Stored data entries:
use std::sync::{
    atomic::{AtomicBool, Ordering},
    Arc,
};

use futures::future::BoxFuture;
use futures::FutureExt;
use serde_json::Value;
use store_api::{
    Delivery, DocumentStore, EventLogStore, Feed, ListenerId, StoreError, StoreResult,
};
use tokio::sync::mpsc::unbounded_channel;

use crate::{ConnId, Shared};

/// One client's link to a [`crate::MemoryStore`].
///
/// Removal hooks armed through this connection fire when it is
/// disconnected or dropped, whichever comes first.
pub struct Connection {
    id: ConnId,
    auth_uid: Option<String>,
    shared: Arc<Shared>,
    closed: AtomicBool,
}

impl Connection {
    pub(crate) fn new(id: ConnId, auth_uid: Option<String>, shared: Arc<Shared>) -> Self {
        Self {
            id,
            auth_uid,
            shared,
            closed: AtomicBool::new(false),
        }
    }

    pub fn id(&self) -> ConnId {
        self.id
    }

    pub fn auth_uid(&self) -> Option<&str> {
        self.auth_uid.as_deref()
    }

    pub fn is_connected(&self) -> bool {
        !self.closed.load(Ordering::Acquire)
    }

    /// Drop the link without any graceful cleanup, as a crashed client or
    /// a lost network would.
    pub fn disconnect(&self) {
        if !self.closed.swap(true, Ordering::AcqRel) {
            self.shared.disconnect(self.id);
        }
    }

    fn ensure_open(&self) -> StoreResult<()> {
        if self.is_connected() {
            Ok(())
        } else {
            Err(StoreError::Disconnected)
        }
    }

    fn dead_feed(&self) -> Feed {
        let (tx, rx) = unbounded_channel();
        let _ = tx.send(Delivery::Error(StoreError::Disconnected));
        Feed { id: 0, rx }
    }
}

impl Drop for Connection {
    fn drop(&mut self) {
        self.disconnect();
    }
}

impl EventLogStore for Connection {
    fn push<'a>(&'a self, path: &'a str, value: Value) -> BoxFuture<'a, StoreResult<String>> {
        async move {
            self.ensure_open()?;
            let (key, flush) = self.shared.push(path, value)?;
            self.shared.flush(flush).await;
            Ok(key)
        }
        .boxed()
    }

    fn set_ephemeral<'a>(&'a self, path: &'a str, value: Value) -> BoxFuture<'a, StoreResult<()>> {
        async move {
            self.ensure_open()?;
            self.shared.set_ephemeral(self.id, path, value)
        }
        .boxed()
    }

    fn remove<'a>(&'a self, path: &'a str) -> BoxFuture<'a, StoreResult<()>> {
        async move {
            self.ensure_open()?;
            let flush = self.shared.remove(path)?;
            self.shared.flush(flush).await;
            Ok(())
        }
        .boxed()
    }

    fn listen(&self, path: &str) -> Feed {
        if !self.is_connected() {
            return self.dead_feed();
        }
        self.shared.listen(self.id, path)
    }

    fn unlisten(&self, id: ListenerId) {
        self.shared.unlisten(id);
    }
}

impl DocumentStore for Connection {
    fn add<'a>(&'a self, collection: &'a str, fields: Value) -> BoxFuture<'a, StoreResult<String>> {
        async move {
            self.ensure_open()?;
            let (id, flush) = self.shared.add(collection, fields)?;
            self.shared.flush(flush).await;
            Ok(id)
        }
        .boxed()
    }

    fn update<'a>(
        &'a self,
        collection: &'a str,
        id: &'a str,
        patch: Value,
    ) -> BoxFuture<'a, StoreResult<()>> {
        async move {
            self.ensure_open()?;
            let flush = self
                .shared
                .update(self.auth_uid(), collection, id, patch)?;
            self.shared.flush(flush).await;
            Ok(())
        }
        .boxed()
    }

    fn delete<'a>(&'a self, collection: &'a str, id: &'a str) -> BoxFuture<'a, StoreResult<()>> {
        async move {
            self.ensure_open()?;
            let flush = self.shared.delete(self.auth_uid(), collection, id)?;
            self.shared.flush(flush).await;
            Ok(())
        }
        .boxed()
    }

    fn listen_query(&self, collection: &str, field: &str, value: &Value) -> Feed {
        if !self.is_connected() {
            return self.dead_feed();
        }
        self.shared.listen_query(self.id, collection, field, value)
    }

    fn unlisten_query(&self, id: ListenerId) {
        self.shared.unlisten(id);
    }
}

• _Your task_
Exactly reproduce all of the entries above.

• _Response to the exercise_
use std::sync::{
    atomic::{AtomicBool, Ordering},
    Arc,
};

use futures::future::BoxFuture;
use futures::FutureExt;
use serde_json::Value;
use store_api::{
    Delivery, DocumentStore, EventLogStore, Feed, ListenerId, StoreError, StoreResult,
};
use tokio::sync::mpsc::unbounded_channel;

use crate::{ConnId, Shared};

/// One client's link to a [`crate::MemoryStore`].
///
/// Removal hooks armed through this connection fire when it is
/// disconnected or dropped, whichever comes first.
pub struct Connection {
    id: ConnId,
    auth_uid: Option<String>,
    shared: Arc<Shared>,
    closed: AtomicBool,
}

impl Connection {
    pub(crate) fn new(id: ConnId, auth_uid: Option<String>, shared: Arc<Shared>) -> Self {
        Self {
            id,
            auth_uid,
            shared,
            closed: AtomicBool::new(false),
        }
    }

    pub fn id(&self) -> ConnId {
        self.id
    }

    pub fn auth_uid(&self) -> Option<&str> {
        self.auth_uid.as_deref()
    }

    pub fn is_connected(&self) -> bool {
        !self.closed.load(Ordering::Acquire)
    }

    /// Drop the link without any graceful cleanup, as a crashed client or
    /// a lost network would.
    pub fn disconnect(&self) {
        if !self.closed.swap(true, Ordering::AcqRel) {
            self.shared.disconnect(self.id);
        }
    }

    fn ensure_open(&self) -> StoreResult<()> {
        if self.is_connected() {
            Ok(())
        } else {
            Err(StoreError::Disconnected)
        }
    }

    fn dead_feed(&self) -> Feed {
        let (tx, rx) = unbounded_channel();
        let _ = tx.send(Delivery::Error(StoreError::Disconnected));
        Feed { id: 0, rx }
    }
}

impl Drop for Connection {
    fn drop(&mut self) {
        self.disconnect();
    }
}

impl EventLogStore for Connection {
    fn push<'a>(&'a self, path: &'a str, value: Value) -> BoxFuture<'a, StoreResult<String>> {
        async move {
            self.ensure_open()?;
            let (key, flush) = self.shared.push(path, value)?;
            self.shared.flush(flush).await;
            Ok(key)
        }
        .boxed()
    }

    fn set_ephemeral<'a>(&'a self, path: &'a str, value: Value) -> BoxFuture<'a, StoreResult<()>> {
        async move {
            self.ensure_open()?;
            self.shared.set_ephemeral(self.id, path, value)
        }
        .boxed()
    }

    fn remove<'a>(&'a self, path: &'a str) -> BoxFuture<'a, StoreResult<()>> {
        async move {
            self.ensure_open()?;
            let flush = self.shared.remove(path)?;
            self.shared.flush(flush).await;
            Ok(())
        }
        .boxed()
    }

    fn listen(&self, path: &str) -> Feed {
        if !self.is_connected() {
            return self.dead_feed();
        }
        self.shared.listen(self.id, path)
    }

    fn unlisten(&self, id: ListenerId) {
        self.shared.unlisten(id);
    }
}

impl DocumentStore for Connection {
    fn add<'a>(&'a self, collection: &'a str, fields: Value) -> BoxFuture<'a, StoreResult<String>> {
        async move {
            self.ensure_open()?;
            let (id, flush) = self.shared.add(collection, fields)?;
            self.shared.flush(flush).await;
            Ok(id)
        }
        .boxed()
    }

    fn update<'a>(
        &'a self,
        collection: &'a str,
        id: &'a str,
        patch: Value,
    ) -> BoxFuture<'a, StoreResult<()>> {
        async move {
            self.ensure_open()?;
            let flush = self
                .shared
                .update(self.auth_uid(), collection, id, patch)?;
            self.shared.flush(flush).await;
            Ok(())
        }
        .boxed()
    }

    fn delete<'a>(&'a self, collection: &'a str, id: &'a str) -> BoxFuture<'a, StoreResult<()>> {
        async move {
            self.ensure_open()?;
            let flush = self.shared.delete(self.auth_uid(), collection, id)?;
            self.shared.flush(flush).await;
            Ok(())
        }
        .boxed()
    }

    fn listen_query(&self, collection: &str, field: &str, value: &Value) -> Feed {
        if !self.is_connected() {
            return self.dead_feed();
        }
        self.shared.listen_query(self.id, collection, field, value)
    }

    fn unlisten_query(&self, id: ListenerId) {
        self.shared.unlisten(id);
    }
}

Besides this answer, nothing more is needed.